Efficient removal for antibiotic-resistant Escherichia coli and antibiotic resistance genes from aquatic environment by BiOCl supported Ag quantum dots

Abstract

Due to the abuse and difficult removal of antibiotics, how to remove antibiotic resistant bacteria (ARB) and antibiotic resistant genes (ARGs) in the environment is facing significant challenges. A series of efficient and non-toxic photocatalytic technologies have been proposed to solve the problem of antibiotic resistance (AR) in wastewater. However, there is limited information on changes in cell behavior and characteristics during photocatalytic processing. In this study, the prepared BiOCl loaded with silver quantum dots was used to treat ARB and ARGs in water, and the physiological characteristics of ARB after photocatalytic treatment were discussed. Using tetracycline (Tet)-resistant and ampicillin (Amp)-resistant Escherichia coli (Tet-E. coli, Amp-E. coli) as target antibiotic resistant bacteria, and using Tet-resistant genes (Tet-RGs) and Amp-resistant genes(Amp-RGs) as target resistance genes, the effects of photocatalyst dosage and silver quantum dot content on photocatalytic performance were studied under UV 365 nm irradiation. The results showed that the optimal inactivation effect was achieved by Ag QDs(500)-BiOCl at a concentration of 300 mg/L, which were 6.91 lg (tet-resistant bacteria) and 6.83 lg (amp-resistant bacteria), respectively. The plasmon resonance effect between the supported silver quantum dots and BiOCl results in the generation of free radicals dominated by holes (h+) and superoxide anions (O2•-) in the system.
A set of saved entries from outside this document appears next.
use std::fmt;

use anyhow::Result;
use async_trait::async_trait;
use serde::{Deserialize, Serialize};

/// Reasons a repository identifier can be rejected.
#[derive(Debug, Clone, PartialEq, Eq)]
pub enum RepoError {
    MissingSeparator,
    EmptySegment,
    TooManySegments,
    InvalidUrl(String),
    NotGitHub(String),
}

impl fmt::Display for RepoError {
    fn fmt(&self, f: &mut fmt::Formatter<'_>) -> fmt::Result {
        match self {
            RepoError::MissingSeparator => write!(f, "expected 'owner/repo'"),
            RepoError::EmptySegment => write!(f, "owner and repository name must be non-empty"),
            RepoError::TooManySegments => write!(f, "expected exactly one '/'"),
            RepoError::InvalidUrl(url) => write!(f, "cannot parse URL '{url}'"),
            RepoError::NotGitHub(url) => write!(f, "'{url}' is not a github.com URL"),
        }
    }
}

impl std::error::Error for RepoError {}

/// A GitHub repository, `owner/name`.
#[derive(Debug, Clone, PartialEq, Eq, Hash, Serialize)]
pub struct Repo {
    owner: String,
    name: String,
}

impl Repo {
    pub fn new(owner: impl Into<String>, name: impl Into<String>) -> Result<Self, RepoError> {
        let owner = owner.into();
        let name = name.into();
        if owner.trim().is_empty() || name.trim().is_empty() {
            return Err(RepoError::EmptySegment);
        }
        Ok(Self { owner, name })
    }

    pub fn parse(s: &str) -> Result<Self, RepoError> {
        let mut parts = s.trim().split('/');
        let (Some(owner), Some(name)) = (parts.next(), parts.next()) else {
            return Err(RepoError::MissingSeparator);
        };
        if parts.next().is_some() {
            return Err(RepoError::TooManySegments);
        }
        Self::new(owner, name)
    }

    /// Parses `https://github.com/owner/repo[/pull/N]`, returning the PR
    /// number when the URL points at a pull request.
    pub fn parse_url(s: &str) -> Result<(Self, Option<u64>), RepoError> {
        let url = url::Url::parse(s).map_err(|_| RepoError::InvalidUrl(s.to_string()))?;
        if url.host_str() != Some("github.com") {
            return Err(RepoError::NotGitHub(s.to_string()));
        }

        let segments: Vec<&str> = url
            .path_segments()
            .map(|segments| segments.filter(|s| !s.is_empty()).collect())
            .unwrap_or_default();

        match segments.as_slice() {
            [owner, name] => Ok((Self::new(*owner, *name)?, None)),
            [owner, name, "pull", number, ..] => {
                let number = number
                    .parse()
                    .map_err(|_| RepoError::InvalidUrl(s.to_string()))?;
                Ok((Self::new(*owner, *name)?, Some(number)))
            }
            _ => Err(RepoError::InvalidUrl(s.to_string())),
        }
    }

    pub fn owner(&self) -> &str {
        &self.owner
    }

    pub fn name(&self) -> &str {
        &self.name
    }
}

impl fmt::Display for Repo {
    fn fmt(&self, f: &mut fmt::Formatter<'_>) -> fmt::Result {
        write!(f, "{}/{}", self.owner, self.name)
    }
}

/// Identifies one pull request. Issue-comment endpoints accept the same
/// number.
#[derive(Debug, Clone, PartialEq, Eq, Hash, Serialize)]
pub struct PullRequestRef {
    pub repo: Repo,
    pub number: u64,
}

impl PullRequestRef {
    pub fn new(repo: Repo, number: u64) -> Self {
        Self { repo, number }
    }
}

impl fmt::Display for PullRequestRef {
    fn fmt(&self, f: &mut fmt::Formatter<'_>) -> fmt::Result {
        write!(f, "{}#{}", self.repo, self.number)
    }
}

/// The `user` object of a REST issue comment.
///
/// REST reports bot accounts with `type: "Bot"` and a login carrying a
/// `[bot]` suffix, e.g. `claude[bot]`. Either field may be absent in a
/// malformed record; such a user matches no identity.
#[derive(Debug, Clone, PartialEq, Eq, Deserialize, Serialize)]
pub struct RestUser {
    #[serde(default)]
    pub login: Option<String>,
    #[serde(rename = "type", default)]
    pub kind: Option<String>,
}

impl RestUser {
    pub fn new(login: impl Into<String>, kind: impl Into<String>) -> Self {
        Self {
            login: Some(login.into()),
            kind: Some(kind.into()),
        }
    }
}

/// A flat (non-threaded) comment on a pull request, as returned by the REST
/// issue-comments endpoint.
///
/// `user` is `None` for deleted ("ghost") accounts or when the payload is
/// missing the field.
#[derive(Debug, Clone, PartialEq, Eq, Deserialize, Serialize)]
pub struct IssueComment {
    pub id: u64,
    #[serde(default)]
    pub user: Option<RestUser>,
    #[serde(default)]
    pub body: Option<String>,
}

/// The `author` of a GraphQL comment.
///
/// GraphQL reports bot accounts with `__typename: "Bot"` and the bare login,
/// e.g. `claude`.
#[derive(Debug, Clone, PartialEq, Eq, Deserialize, Serialize)]
pub struct GraphQLAuthor {
    #[serde(default)]
    pub login: Option<String>,
    #[serde(rename = "__typename", default)]
    pub typename: Option<String>,
}

impl GraphQLAuthor {
    pub fn new(login: impl Into<String>, typename: impl Into<String>) -> Self {
        Self {
            login: Some(login.into()),
            typename: Some(typename.into()),
        }
    }
}

#[derive(Debug, Clone, PartialEq, Eq, Deserialize, Serialize)]
pub struct ThreadComment {
    #[serde(default)]
    pub author: Option<GraphQLAuthor>,
    #[serde(default)]
    pub body: Option<String>,
}

/// An inline review thread on a pull request.
#[derive(Debug, Clone, PartialEq, Eq, Serialize)]
pub struct ReviewThread {
    pub id: String,
    pub is_resolved: bool,
    pub comments: Vec<ThreadComment>,
}

impl ReviewThread {
    /// The comment that started the thread. Replies never change who
    /// started it.
    pub fn opening_comment(&self) -> Option<&ThreadComment> {
        self.comments.first()
    }
}

/// The GitHub operations the CI scripts depend on.
///
/// Listing operations return fully drained sequences: implementations
/// follow pagination themselves.
#[async_trait]
pub trait Forge {
    async fn list_issue_comments(&self, pr: &PullRequestRef) -> Result<Vec<IssueComment>>;

    async fn delete_issue_comment(&self, repo: &Repo, comment_id: u64) -> Result<()>;

    async fn create_issue_comment(&self, pr: &PullRequestRef, body: &str) -> Result<u64>;

    async fn update_issue_comment(&self, repo: &Repo, comment_id: u64, body: &str) -> Result<()>;

    async fn fetch_review_threads(&self, pr: &PullRequestRef) -> Result<Vec<ReviewThread>>;

    /// Marks a review thread resolved, returning the resolved flag GitHub
    /// reports afterwards.
    async fn resolve_review_thread(&self, thread_id: &str) -> Result<bool>;
}
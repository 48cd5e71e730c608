//! prkit: pull request automation for CI pipelines.
//!
//! The centrepiece clears the previous AI review from a pull request before
//! a new one is posted: the reviewer's flat comments are deleted and the
//! inline threads it opened are resolved, keeping any human replies. Sibling
//! commands lint PR titles, report dependency audits, build the reviewer
//! prompt, and decide whether a PR should be reviewed at all.
//!
//! Everything that talks to GitHub goes through the [`Forge`] trait, so the
//! logic runs unchanged against [`GitHub`] or a test double.

pub mod actions;
pub mod audit;
pub mod cleanup;
pub mod cli;
pub mod config;
pub mod exclusion;
pub mod github;
pub mod identity;
pub mod prompt;
pub mod title;
pub mod types;

pub use cleanup::{
    BatchReport, CleanupFailure, CleanupOptions, CleanupSummary, CleanupTarget, SummaryRecord,
    cleanup_previous_reviews, resolve_threads, sweep_comments,
};
pub use cli::{Command, Connection, Invocation, parse_args};
pub use github::GitHub;
pub use identity::{AuthorIdentity, BodyMarker, BotAccount, IdentityConfig, MatchStrategy};
pub use types::{
    Forge, GraphQLAuthor, IssueComment, PullRequestRef, Repo, RepoError, RestUser, ReviewThread,
    ThreadComment,
};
ARB in the system will be attacked by free radicals, and the permeability of cell membrane gradually increases. For the purpose of protection, the oxidative stress system of cells will first increase the activity of intracellular antioxidant enzymes. Due to the increase of free radicals, antioxidant enzymes gradually become inactive, ultimately leading to cell inactivation. At the same time, after photocatalytic treatment, the absolute abundance of the target resistance gene decreased by 2.79 (tetA) and 3.92 (ampC) lg. Correlation analysis found that inactivation of ARB contributes to the removal of ARGs in the system.